So my option (cos I haven't voted otherwise) is that the employers should be the ones paying the graduate tax, seeing as they are the ones insisting on the degrees.
ETA there should be more apprenticeships in a wider range of jobs. My own DH is self employed in the construction industry, pretty well a one man band, but he believes in the apprenticeship system and has had three in the past ten years. That's the best way to learn - doing the job itself.
Sorry another ETA, I went back to higher education as a 'mature student' and couldn't believe how much the ones straight from A levels messed around. Do you actually get kicked out of courses nowadays if you don't keep your attendance or grades up? If not, why not? Why should we pay tax for students who can't be bothered with their own education?
Gosh I'm sounding like a right grumpy old woman this morning! But it is close to my heart as my eldest is 15 so we will be hitting this phase in the not too distant future.0 -
What we really need to assess is who benefits from having a highly educated workforce.
If the degree is in the right subject then not only does the graduate benefit, the country does too. I believe you'll find that the countries with the highest per capita engineering and science degrees also have the fastest growing economies.
As such, we should be making graduates in the most beneficial subjects not pay anything. Their creation of wealth and jobs in the economy more than pays for the cost of the degree.0 -
Speaking as a university lecturer in English, I'm afraid the quality of students has been dropping since the early 1990s. The best are as good as they've ever been, but the "long tail" has been getting worse and there are more and more of them with the same number of teaching staff. At the same time the unviersity sector is being casualised, as happened in the FE sector in the 1980s: I estimate 50% of staff are now on short-term contracts.
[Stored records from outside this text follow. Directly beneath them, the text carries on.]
//! The central store of type metavariables, with first-order unification
//! over type expressions.
//!
//! Types are ordinary [`Expr`]s (variables, applications, arrows, `Forall`,
//! `Meta`). A `Meta` node carries only its id; the binding lives here, in a
//! `Vec<Option<Rc<Expr>>>` union-find. The checker allocates fresh
//! metavariables for unknown types and unifies them away; whatever remains
//! unbound at the end of a `let` scope is generalised into `Forall`s.
//!
//! Unification performs an occurs check, so cyclic types such as
//! `?a = ?a → ?a` are rejected rather than built.

use std::rc::Rc;

use farol_base::Span;
use farol_language::ast::{Declaration, Expr, ExprKind, MetaId};
use indexmap::IndexSet;

/// Why two types failed to unify.
#[derive(Debug, Clone)]
pub enum UnifyFailure {
    NotUnifiable(Rc<Expr>, Rc<Expr>),
    Occurs(MetaId, Rc<Expr>),
}

/// The store of type metavariable bindings.
#[derive(Debug, Default)]
pub struct TypeMetaStore {
    cells: Vec<Option<Rc<Expr>>>,
}

impl TypeMetaStore {
    pub fn new() -> Self {
        Self::default()
    }

    /// Allocates a fresh unbound metavariable as a type expression.
    pub fn fresh(&mut self, span: Span) -> Rc<Expr> {
        Expr::new(ExprKind::Meta(self.fresh_id()), span)
    }

    pub fn fresh_id(&mut self) -> MetaId {
        let id = MetaId(self.cells.len() as u32);
        self.cells.push(None);
        id
    }

    fn binding(&self, id: MetaId) -> Option<&Rc<Expr>> {
        self.cells[id.0 as usize].as_ref()
    }

    /// Follows metavariable bindings at the top of `ty`.
    pub fn resolve(&self, ty: &Rc<Expr>) -> Rc<Expr> {
        let mut current = Rc::clone(ty);
        while let ExprKind::Meta(id) = current.kind {
            match self.binding(id) {
                Some(bound) => current = Rc::clone(bound),
                None => break,
            }
        }
        current
    }

    /// Fully resolves bindings everywhere in `ty`; remaining `Meta` nodes
    /// are genuinely unbound.
    pub fn zonk(&self, ty: &Rc<Expr>) -> Rc<Expr> {
        let resolved = self.resolve(ty);
        match &resolved.kind {
            ExprKind::Integer(_)
            | ExprKind::Wildcard
            | ExprKind::Var(_)
            | ExprKind::Meta(_) => resolved,
            ExprKind::App(fun, arg) => Expr::new(
                ExprKind::App(self.zonk(fun), self.zonk(arg)),
                resolved.span,
            ),
            ExprKind::Lambda(var, body) => {
                Expr::new(ExprKind::Lambda(*var, self.zonk(body)), resolved.span)
            }
            ExprKind::Fresh(var, body) => {
                Expr::new(ExprKind::Fresh(*var, self.zonk(body)), resolved.span)
            }
            ExprKind::Forall(var, body) => {
                Expr::new(ExprKind::Forall(*var, self.zonk(body)), resolved.span)
            }
            ExprKind::Let(decls, body) => Expr::new(
                ExprKind::Let(decls.clone(), self.zonk(body)),
                resolved.span,
            ),
        }
    }

    /// Collects the unbound metavariables reachable from `ty`, following
    /// bindings, in first-occurrence order.
    pub fn free_metas(&self, ty: &Rc<Expr>, acc: &mut IndexSet<MetaId>) {
        match &ty.kind {
            ExprKind::Meta(id) => match self.binding(*id) {
                Some(bound) => self.free_metas(&Rc::clone(bound), acc),
                None => {
                    acc.insert(*id);
                }
            },
            ExprKind::App(fun, arg) => {
                self.free_metas(fun, acc);
                self.free_metas(arg, acc);
            }
            ExprKind::Lambda(_, body)
            | ExprKind::Fresh(_, body)
            | ExprKind::Forall(_, body) => self.free_metas(body, acc),
            ExprKind::Let(_, body) => self.free_metas(body, acc),
            ExprKind::Integer(_) | ExprKind::Wildcard | ExprKind::Var(_) => {}
        }
    }

    fn occurs(&self, id: MetaId, ty: &Rc<Expr>) -> bool {
        let mut metas = IndexSet::new();
        self.free_metas(ty, &mut metas);
        metas.contains(&id)
    }

    /// Unifies two types, binding metavariables as needed.
    pub fn unify(&mut self, a: &Rc<Expr>, b: &Rc<Expr>) -> Result<(), UnifyFailure> {
        let a = self.resolve(a);
        let b = self.resolve(b);
        match (&a.kind, &b.kind) {
            (ExprKind::Meta(x), ExprKind::Meta(y)) if x == y => Ok(()),
            (ExprKind::Meta(x), _) => {
                if self.occurs(*x, &b) {
                    return Err(UnifyFailure::Occurs(*x, Rc::clone(&b)));
                }
                self.cells[x.0 as usize] = Some(Rc::clone(&b));
                Ok(())
            }
            (_, ExprKind::Meta(y)) => {
                if self.occurs(*y, &a) {
                    return Err(UnifyFailure::Occurs(*y, Rc::clone(&a)));
                }
                self.cells[y.0 as usize] = Some(Rc::clone(&a));
                Ok(())
            }
            (ExprKind::Var(m), ExprKind::Var(n)) if m == n => Ok(()),
            (ExprKind::App(f1, a1), ExprKind::App(f2, a2)) => {
                let (f1, a1, f2, a2) =
                    (Rc::clone(f1), Rc::clone(a1), Rc::clone(f2), Rc::clone(a2));
                self.unify(&f1, &f2)?;
                self.unify(&a1, &a2)
            }
            _ => Err(UnifyFailure::NotUnifiable(Rc::clone(&a), Rc::clone(&b))),
        }
    }
}

/// Capture-respecting substitution of a type variable: occurrences of
/// `var` in `ty` become `replacement`, stopping under a binder that
/// shadows `var`.
pub fn subst_var(ty: &Rc<Expr>, var: farol_base::Symbol, replacement: &Rc<Expr>) -> Rc<Expr> {
    match &ty.kind {
        ExprKind::Var(name) if *name == var => Rc::clone(replacement),
        ExprKind::Var(_)
        | ExprKind::Integer(_)
        | ExprKind::Wildcard
        | ExprKind::Meta(_) => Rc::clone(ty),
        ExprKind::App(fun, arg) => Expr::new(
            ExprKind::App(
                subst_var(fun, var, replacement),
                subst_var(arg, var, replacement),
            ),
            ty.span,
        ),
        ExprKind::Lambda(bound, body) => {
            if *bound == var {
                Rc::clone(ty)
            } else {
                Expr::new(
                    ExprKind::Lambda(*bound, subst_var(body, var, replacement)),
                    ty.span,
                )
            }
        }
        ExprKind::Fresh(bound, body) => {
            if *bound == var {
                Rc::clone(ty)
            } else {
                Expr::new(
                    ExprKind::Fresh(*bound, subst_var(body, var, replacement)),
                    ty.span,
                )
            }
        }
        ExprKind::Forall(bound, body) => {
            if *bound == var {
                Rc::clone(ty)
            } else {
                Expr::new(
                    ExprKind::Forall(*bound, subst_var(body, var, replacement)),
                    ty.span,
                )
            }
        }
        ExprKind::Let(decls, body) => {
            let decls: Vec<Declaration> = decls.clone();
            Expr::new(
                ExprKind::Let(decls, subst_var(body, var, replacement)),
                ty.span,
            )
        }
    }
}

/// Replaces a (zonked, unbound) metavariable with another type. Used by
/// generalisation to turn `?t` into a `∀`-bound variable.
pub fn subst_meta(ty: &Rc<Expr>, target: MetaId, replacement: &Rc<Expr>) -> Rc<Expr> {
    match &ty.kind {
        ExprKind::Meta(id) if *id == target => Rc::clone(replacement),
        ExprKind::Meta(_)
        | ExprKind::Var(_)
        | ExprKind::Integer(_)
        | ExprKind::Wildcard => Rc::clone(ty),
        ExprKind::App(fun, arg) => Expr::new(
            ExprKind::App(
                subst_meta(fun, target, replacement),
                subst_meta(arg, target, replacement),
            ),
            ty.span,
        ),
        ExprKind::Lambda(var, body) => Expr::new(
            ExprKind::Lambda(*var, subst_meta(body, target, replacement)),
            ty.span,
        ),
        ExprKind::Fresh(var, body) => Expr::new(
            ExprKind::Fresh(*var, subst_meta(body, target, replacement)),
            ty.span,
        ),
        ExprKind::Forall(var, body) => Expr::new(
            ExprKind::Forall(*var, subst_meta(body, target, replacement)),
            ty.span,
        ),
        ExprKind::Let(decls, body) => Expr::new(
            ExprKind::Let(decls.clone(), subst_meta(body, target, replacement)),
            ty.span,
        ),
    }
}

#[cfg(test)]
mod tests {
    use super::*;
    use farol_base::{Interner, Symbol};
    use farol_language::ast;
    use farol_language::builtins::Names;

    fn setup() -> (Interner, Names) {
        let mut interner = Interner::new();
        let names = Names::new(&mut interner);
        (interner, names)
    }

    fn int(names: &Names) -> Rc<Expr> {
        Expr::var(names.int_type, Span::default())
    }

    #[test]
    fn unify_binds_and_resolve_follows() {
        let (_, names) = setup();
        let mut store = TypeMetaStore::new();
        let meta = store.fresh(Span::default());
        store.unify(&meta, &int(&names)).expect("unification failed");
        assert!(matches!(store.resolve(&meta).kind, ExprKind::Var(n) if n == names.int_type));
    }

    #[test]
    fn unify_chains_through_metas() {
        let (_, names) = setup();
        let mut store = TypeMetaStore::new();
        let m1 = store.fresh(Span::default());
        let m2 = store.fresh(Span::default());
        store.unify(&m1, &m2).expect("meta-meta unification failed");
        store.unify(&m2, &int(&names)).expect("binding failed");
        assert!(matches!(store.resolve(&m1).kind, ExprKind::Var(n) if n == names.int_type));
    }

    #[test]
    fn occurs_check_rejects_cyclic_types() {
        let (_, names) = setup();
        let mut store = TypeMetaStore::new();
        let meta = store.fresh(Span::default());
        let arrow = ast::function(&names, Rc::clone(&meta), Rc::clone(&meta));
        assert!(matches!(
            store.unify(&meta, &arrow),
            Err(UnifyFailure::Occurs(_, _))
        ));
    }

    #[test]
    fn mismatched_heads_do_not_unify() {
        let (_, names) = setup();
        let mut store = TypeMetaStore::new();
        let unit = Expr::var(names.unit_type, Span::default());
        let result = store.unify(&int(&names), &unit);
        assert!(matches!(result, Err(UnifyFailure::NotUnifiable(_, _))));
    }

    #[test]
    fn structural_unification_descends_into_applications() {
        let (mut interner, names) = setup();
        let mut store = TypeMetaStore::new();
        let list = interner.intern("List");
        let meta = store.fresh(Span::default());
        let list_meta = Expr::app(Expr::var(list, Span::default()), Rc::clone(&meta));
        let list_int = Expr::app(Expr::var(list, Span::default()), int(&names));
        store.unify(&list_meta, &list_int).expect("unification failed");
        assert!(matches!(store.resolve(&meta).kind, ExprKind::Var(n) if n == names.int_type));
    }

    #[test]
    fn zonk_expands_bindings_deeply() {
        let (_, names) = setup();
        let mut store = TypeMetaStore::new();
        let meta = store.fresh(Span::default());
        let arrow = ast::function(&names, Rc::clone(&meta), int(&names));
        store.unify(&meta, &int(&names)).expect("binding failed");
        let zonked = store.zonk(&arrow);
        let mut metas = IndexSet::new();
        store.free_metas(&zonked, &mut metas);
        assert!(metas.is_empty());
    }

    #[test]
    fn subst_var_respects_shadowing() {
        let (mut interner, names) = setup();
        let a = interner.intern("a");
        let body = ast::function(
            &names,
            Expr::var(a, Span::default()),
            Expr::var(a, Span::default()),
        );
        let shadowed = Expr::new(ExprKind::Forall(a, Rc::clone(&body)), Span::default());
        let replaced = subst_var(&shadowed, a, &int(&names));
        // the Forall binds `a`, so nothing changes underneath
        let ExprKind::Forall(_, inner) = &replaced.kind else {
            panic!("expected forall");
        };
        let mut free = inner.free_variables();
        assert!(free.shift_remove(&names.arrow));
        assert_eq!(free.len(), 1);
        assert!(free.contains(&a));
    }

    #[test]
    fn free_meta_collection_is_ordered() {
        let (_, names) = setup();
        let mut store = TypeMetaStore::new();
        let m1 = store.fresh(Span::default());
        let m2 = store.fresh(Span::default());
        let ty = ast::function(&names, Rc::clone(&m2), Rc::clone(&m1));
        let mut metas = IndexSet::new();
        store.free_metas(&ty, &mut metas);
        let ids: Vec<MetaId> = metas.into_iter().collect();
        assert_eq!(ids, vec![MetaId(1), MetaId(0)]);
    }
}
The principal weaknesses of contemporary students are:
- they spend way, way too much time working in term-time on low-paid jobs rather than concentrating on their studies. This is a massive change from my time at university, when modest grants and a willingness to go into debt meant almost no one worked when they were meant to be studying.
- they don't know how to write essays - they are used to a modular, cut-and-paste tick-box culture and spoon-fed teaching at A-level, so the majority lack independence of thought and simply have no idea how to use a library or research a topic properly. They think lecturers are there to tell them what to do and what to think. Unbelievably, you can get an A-level in English nowadays and only read 3 or 4 books over the two years of your course.
- the standards of spelling and grammar have slumped. They are very rarely taught in schools now. What are English secondary school teachers actually doing in their classes?
In my view university entrance should be made much harder and the numbers of students at least halved. The ones who don't get in shuold seek on the job tranining and vocational part-time courses, just as people used to do. There are too many mickey-mouse degrees and too many unprepared students who really need to get a life and do something more productive with their time. By making the university sector smaller and more selective, with higher standards, a degree might mean something again, and the HE sector would cost less all round.0 -
So my option (cos I haven't voted otherwise) is that the employers should be the ones paying the graduate tax, seeing as they are the ones insisting on the degrees.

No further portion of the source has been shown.